If astrocytes enable LTP induction by increasing activation of the NMDAR co-agonist site then reducing the site availability should prevent LTP25. To replicate the ~25% decrease of NMDAR responses under astrocytic Ca2+ clamp (Fig. 2a-b), we used the selective NMDAR glycine site blocker 5,7-dichlorokynurenic acid (DCKA) at 750 nM (Fig. 3a and Supplementary Fig. 8). Strikingly, 750 nM DCKA abolished LTP just as did 50 μM APV (Fig. 3a). Consistent both with these observations and with the Ca2+ clamp effects, FAC also reduced NMDAR fEPSPs by 23 ± 4% (n = 16, p = 0.00017; Supplementary Fig. 9a-b) and blocked LTP in a D-serine-sensitive manner (Fig. 3b-c). Although the mechanisms and specificity of FAC actions are incompletely understood, we confirmed that the effect of FAC on NMDAR fEPSPs (i) paralleled that on LTP (Supplementary Fig. 9c-d), (ii) was absent in glycine, and (iii) did not involve changes in release probability or axonal excitability (Supplementary Fig. 10).

Figure 3
LTP expression depends on the occupancy of the NMDAR co-agonist sites controlled by D-serine synthesis in a nearby astrocyte

Such experiments however provide no direct evidence for D-serine release from astroglia: an alternative scenario is that an NMDAR co-agonist is released from elsewhere, e.g. neurons12,13, in response to an unknown astrocytic signal. To investigate this, we blocked D-serine synthesis inside an astrocyte using the relatively specific serine racemase inhibitor L-erythro-3-hydroxyaspartate (HOAsp)26 loaded at 400 μM (to suppress competition from L-serine), but found no effect on local LTP (Fig. 3d).
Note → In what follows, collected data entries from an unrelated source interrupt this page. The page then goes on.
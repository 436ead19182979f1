//! Worker-fault retry policy

use std::time::Duration;

/// How a job interrupted by a worker fault is retried
///
/// Attempt `n` (1-based) waits `initial_backoff * multiplier^(n-1)`, capped at
/// `max_backoff`. After `max_retries` retries the job fails for good.
#[derive(Debug, Clone, PartialEq)]
pub struct RetryPolicy {
    pub max_retries: u32,
    pub initial_backoff: Duration,
    pub max_backoff: Duration,
    pub multiplier: f64,
}

impl Default for RetryPolicy {
    fn default() -> Self {
        Self {
            max_retries: 3,
            initial_backoff: Duration::from_secs(60),
            max_backoff: Duration::from_secs(600),
            multiplier: 2.0,
        }
    }
}

impl RetryPolicy {
    pub fn new(max_retries: u32, initial_backoff: Duration) -> Self {
        Self {
            max_retries,
            initial_backoff,
            ..Self::default()
        }
    }

    /// Whether retry number `attempt` (1-based) is still within budget
    pub fn allows(&self, attempt: u32) -> bool {
        attempt >= 1 && attempt <= self.max_retries
    }

    pub fn delay_for(&self, attempt: u32) -> Duration {
        let exponent = attempt.saturating_sub(1).min(64) as i32;
        let secs = self.initial_backoff.as_secs_f64() * self.multiplier.powi(exponent);
        if !secs.is_finite() || secs >= self.max_backoff.as_secs_f64() {
            return self.max_backoff;
        }
        Duration::from_secs_f64(secs)
    }

    pub fn validate(&self) -> anyhow::Result<()> {
        if !self.multiplier.is_finite() || self.multiplier < 1.0 {
            anyhow::bail!("retry multiplier must be a finite number >= 1.0");
        }
        if self.max_backoff < self.initial_backoff {
            anyhow::bail!("max_backoff must not be smaller than initial_backoff");
        }
        Ok(())
    }
}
However, HOAsp does not influence D-serine itself and therefore cannot prevent release of the stored agonist. We therefore attempted to deplete the putative astrocytic D-serine pool by applying HFS in the presence of APV. When APV was washed out and HFS applied again, LTP induction was indeed suppressed whereas the same protocol with no HOAsp loaded yielded robust potentiation (Fig. 3e-f). This result demonstrates causality between astrocytic synthesis of D-serine and local LTP.
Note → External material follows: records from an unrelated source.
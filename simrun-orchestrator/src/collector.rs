//! Result Collector
//!
//! Turns a finished supervisor run into a [`JobOutcome`]: scans the job's
//! output directory for artifacts and classifies how the engine ended.

use chrono::{DateTime, Utc};
use simrun_core::domain::artifact::Artifact;
use simrun_core::domain::job::{FailureKind, JobOutcome};
use std::path::{Path, PathBuf};
use std::time::Duration;

use crate::supervisor::SupervisorOutcome;

/// Declarative artifact discovery rule
#[derive(Debug, Clone, PartialEq)]
pub struct ArtifactScan {
    /// Directory to scan, relative to the job workspace
    pub directory: PathBuf,

    /// File name patterns with `*` and `?` wildcards; empty matches everything.
    /// A pattern containing `/` is matched against the relative path instead.
    pub patterns: Vec<String>,

    pub recursive: bool,

    pub order: ArtifactOrder,
}

#[derive(Debug, Clone, Copy, PartialEq, Eq, Default)]
pub enum ArtifactOrder {
    /// Relative path, ascending
    #[default]
    Path,
    /// Most recently modified first
    ModifiedDesc,
}

impl Default for ArtifactScan {
    fn default() -> Self {
        Self {
            directory: PathBuf::from("output"),
            patterns: Vec::new(),
            recursive: true,
            order: ArtifactOrder::Path,
        }
    }
}

impl ArtifactScan {
    /// Lists the artifacts under `workspace`
    ///
    /// A missing scan directory yields no artifacts. Symlinks are not
    /// followed.
    pub fn scan(&self, workspace: &Path) -> std::io::Result<Vec<Artifact>> {
        let base = workspace.join(&self.directory);
        let mut artifacts = Vec::new();
        if base.is_dir() {
            self.walk(&base, workspace, &mut artifacts)?;
        }

        match self.order {
            ArtifactOrder::Path => artifacts.sort_by(|a, b| a.relative_path.cmp(&b.relative_path)),
            ArtifactOrder::ModifiedDesc => artifacts.sort_by(|a, b| {
                b.modified_at
                    .cmp(&a.modified_at)
                    .then_with(|| a.relative_path.cmp(&b.relative_path))
            }),
        }
        Ok(artifacts)
    }

    fn walk(&self, dir: &Path, workspace: &Path, out: &mut Vec<Artifact>) -> std::io::Result<()> {
        for entry in std::fs::read_dir(dir)? {
            let entry = entry?;
            let file_type = entry.file_type()?;
            let path = entry.path();

            if file_type.is_dir() {
                if self.recursive {
                    self.walk(&path, workspace, out)?;
                }
                continue;
            }
            if !file_type.is_file() {
                continue;
            }

            let relative_path = path.strip_prefix(workspace).unwrap_or(&path).to_path_buf();
            if !self.matches(&path, &relative_path) {
                continue;
            }

            let metadata = entry.metadata()?;
            out.push(Artifact {
                path: path.clone(),
                relative_path,
                size_bytes: metadata.len(),
                modified_at: metadata.modified().ok().map(DateTime::<Utc>::from),
            });
        }
        Ok(())
    }

    fn matches(&self, path: &Path, relative_path: &Path) -> bool {
        if self.patterns.is_empty() {
            return true;
        }
        let file_name = path.file_name().map(|n| n.to_string_lossy()).unwrap_or_default();
        let relative = relative_path.to_string_lossy().replace('\\', "/");

        self.patterns.iter().any(|pattern| {
            if pattern.contains('/') {
                wildcard_match(pattern, &relative)
            } else {
                wildcard_match(pattern, &file_name)
            }
        })
    }
}

/// Matches `text` against a pattern where `*` is any run and `?` any one character
fn wildcard_match(pattern: &str, text: &str) -> bool {
    let pattern: Vec<char> = pattern.chars().collect();
    let text: Vec<char> = text.chars().collect();

    let (mut p, mut t) = (0, 0);
    let mut backtrack: Option<(usize, usize)> = None;

    while t < text.len() {
        match pattern.get(p) {
            Some('*') => {
                backtrack = Some((p, t));
                p += 1;
            }
            Some(&c) if c == '?' || c == text[t] => {
                p += 1;
                t += 1;
            }
            _ => match backtrack {
                Some((star, matched)) => {
                    p = star + 1;
                    t = matched + 1;
                    backtrack = Some((star, matched + 1));
                }
                None => return false,
            },
        }
    }
    pattern[p..].iter().all(|c| *c == '*')
}

/// Classifies a supervisor result into the job's terminal fields
pub fn classify(outcome: &SupervisorOutcome, artifacts: Vec<Artifact>, time_limit: Duration) -> JobOutcome {
    match outcome {
        SupervisorOutcome::Exited { exit_code: 0, .. } => JobOutcome::completed(artifacts),
        SupervisorOutcome::Exited { exit_code, stderr_tail } => {
            let error = if stderr_tail.is_empty() {
                format!("engine exited with code {}", exit_code)
            } else {
                stderr_tail.join("\n")
            };
            JobOutcome::failed(FailureKind::EngineExecution, Some(*exit_code), error).with_artifacts(artifacts)
        }
        SupervisorOutcome::TimedOut { exit_code } => JobOutcome::failed(
            FailureKind::EngineTimeout,
            *exit_code,
            format!("engine exceeded the maximum simulation time of {}s", time_limit.as_secs()),
        )
        .with_artifacts(artifacts),
        SupervisorOutcome::Cancelled { exit_code } => JobOutcome::cancelled(*exit_code).with_artifacts(artifacts),
        SupervisorOutcome::LaunchFailed { error } => {
            JobOutcome::failed(FailureKind::LaunchFailure, None, format!("failed to start engine: {}", error))
        }
    }
}

#[cfg(test)]
mod tests {
    use super::*;
    use simrun_core::domain::job::JobStatus;

    fn touch(path: &Path, contents: &str) {
        std::fs::create_dir_all(path.parent().unwrap()).unwrap();
        std::fs::write(path, contents).unwrap();
    }

    #[test]
    fn test_wildcards() {
        assert!(wildcard_match("*", "anything"));
        assert!(wildcard_match("dump.*.lammpstrj", "dump.100.lammpstrj"));
        assert!(wildcard_match("log.?", "log.1"));
        assert!(!wildcard_match("log.?", "log.10"));
        assert!(wildcard_match("*.data", "final.restart.data"));
        assert!(!wildcard_match("*.data", "final.data.bak"));
        assert!(wildcard_match("a*b*c", "aXXbYYc"));
        assert!(!wildcard_match("a*b*c", "aXXbYY"));
    }

    #[test]
    fn test_scan_lists_files_in_path_order() {
        let workspace = tempfile::tempdir().unwrap();
        touch(&workspace.path().join("output/b.dat"), "22");
        touch(&workspace.path().join("output/a.dat"), "1");
        touch(&workspace.path().join("output/sub/c.dat"), "333");
        touch(&workspace.path().join("input/script.in"), "run 1");

        let artifacts = ArtifactScan::default().scan(workspace.path()).unwrap();
        let names: Vec<_> = artifacts.iter().map(|a| a.relative_path.clone()).collect();

        assert_eq!(
            names,
            vec![
                PathBuf::from("output/a.dat"),
                PathBuf::from("output/b.dat"),
                PathBuf::from("output/sub/c.dat"),
            ]
        );
        assert_eq!(artifacts[2].size_bytes, 3);
        assert!(artifacts[0].path.is_absolute() || artifacts[0].path.starts_with(workspace.path()));
    }

    #[test]
    fn test_scan_applies_patterns_and_recursion() {
        let workspace = tempfile::tempdir().unwrap();
        touch(&workspace.path().join("output/dump.1.lammpstrj"), "x");
        touch(&workspace.path().join("output/log.lammps"), "x");
        touch(&workspace.path().join("output/nested/dump.2.lammpstrj"), "x");

        let scan = ArtifactScan {
            patterns: vec!["dump.*".to_string()],
            recursive: false,
            ..ArtifactScan::default()
        };
        let artifacts = scan.scan(workspace.path()).unwrap();
        assert_eq!(artifacts.len(), 1);
        assert_eq!(artifacts[0].relative_path, PathBuf::from("output/dump.1.lammpstrj"));
    }

    #[test]
    fn test_missing_directory_is_empty() {
        let workspace = tempfile::tempdir().unwrap();
        assert!(ArtifactScan::default().scan(workspace.path()).unwrap().is_empty());
    }

    #[test]
    fn test_classify() {
        let limit = Duration::from_secs(60);

        let done = classify(&SupervisorOutcome::Exited { exit_code: 0, stderr_tail: vec![] }, vec![], limit);
        assert_eq!(done.status, JobStatus::Completed);
        assert!(done.error.is_none());

        let failed = classify(
            &SupervisorOutcome::Exited {
                exit_code: 1,
                stderr_tail: vec!["ERROR: Unknown pair style".to_string()],
            },
            vec![],
            limit,
        );
        assert_eq!(failed.status, JobStatus::Failed);
        assert_eq!(failed.exit_code, Some(1));
        assert_eq!(failed.error.as_deref(), Some("ERROR: Unknown pair style"));

        let timed_out = classify(&SupervisorOutcome::TimedOut { exit_code: Some(143) }, vec![], limit);
        assert_eq!(timed_out.status, JobStatus::TimedOut);
        assert_eq!(timed_out.failure_kind, Some(FailureKind::EngineTimeout));

        let cancelled = classify(&SupervisorOutcome::Cancelled { exit_code: None }, vec![], limit);
        assert_eq!(cancelled.status, JobStatus::Cancelled);

        let launch = classify(&SupervisorOutcome::LaunchFailed { error: "No such file".to_string() }, vec![], limit);
        assert_eq!(launch.status, JobStatus::Failed);
        assert_eq!(launch.failure_kind, Some(FailureKind::LaunchFailure));
    }
}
How far do individual CA1 astrocytes extent their influence on LTP? Although astrocytes occupy separate domains27, they can communicate through gap junctions28 which are left intact in the present study. To determine whether these cells could act independently, we monitored LTP simultaneously in two neighbouring areas associated with two astrocytes. Firstly, we confirmed that field potentials recorded through an astrocytic patch-pipette reliably represent local fEPSPs, with no bias from glutamate transporter or potassium currents14 (Supplementary Fig. 11). We next patched two neighbouring astrocytes and monitored SC-evoked “astrocytic” fEPSPs (a-fEPSPs) representing the two respective areas (Fig. 4a-c). Clamping Ca2+ in one astrocyte suppressed LTP at nearby synapses but not at synapses near the neighbouring, control cell (Fig. 4d-e​,​ Supplementary Fig. 12). A qualitatively identical result was obtained when putative vesicular exocytosis of D-serine21,29 in the test astrocyte was suppressed by the light-chain tetanus toxin (LC-TT; Fig. 4f-g, Supplementary Fig. 12). In complementary experiments, we varied the distance between the extracellular recording pipette and the patched astrocyte. In Ca2+ clamp conditions, LTP partly recovered at 70-100 μm from the patched soma reaching its full strength at >200 μm, consistent with the profile of Alexa escaping to neighbouring cells (Fig. 4h, Supplementary Fig. 13). With a LC-TT-loaded astrocyte, LTP recovery occurred at markedly shorter distances (Fig. 4h), consistent with the toxin's inability to cross gap junctions.

Figure 4
Individual astrocytes influence LTP induction mainly at nearby synapses

Our findings demonstrate that induction of NMDAR-dependent LTP at excitatory hippocampal synapses depends on the availability of NMDARs provided by Ca2+-dependent release of D-serine from a local astrocyte. Repetitive synaptic activity transiently enhances D-serine supply by glia, paralleled by a short-term elevation in astrocytic Ca2+. Neighbouring astrocytes may have distinct effects on local synapses, but also extend their influence beyond their morphological boundaries. This could potentially give rise to a Hebbian mechanism regulating hetero-synaptic NMDAR-dependent plasticity across a neuropil domain affected by an activated astrocyte. The importance of D-serine for LTP does not exclude the potential role of astrocytic glutamate release6,8, and the precise mechanisms acting on the microscopic scale require further investigation. Individual astrocytes occupy ~9·104 μm3 of CA1 neuropil (while overlapping by only 3-10%)27, and the numeric synaptic density in this area is ~2 μm−3 (ref.30) thus suggesting that a single astrocyte could affect synaptic plasticity on hundreds of principal cells.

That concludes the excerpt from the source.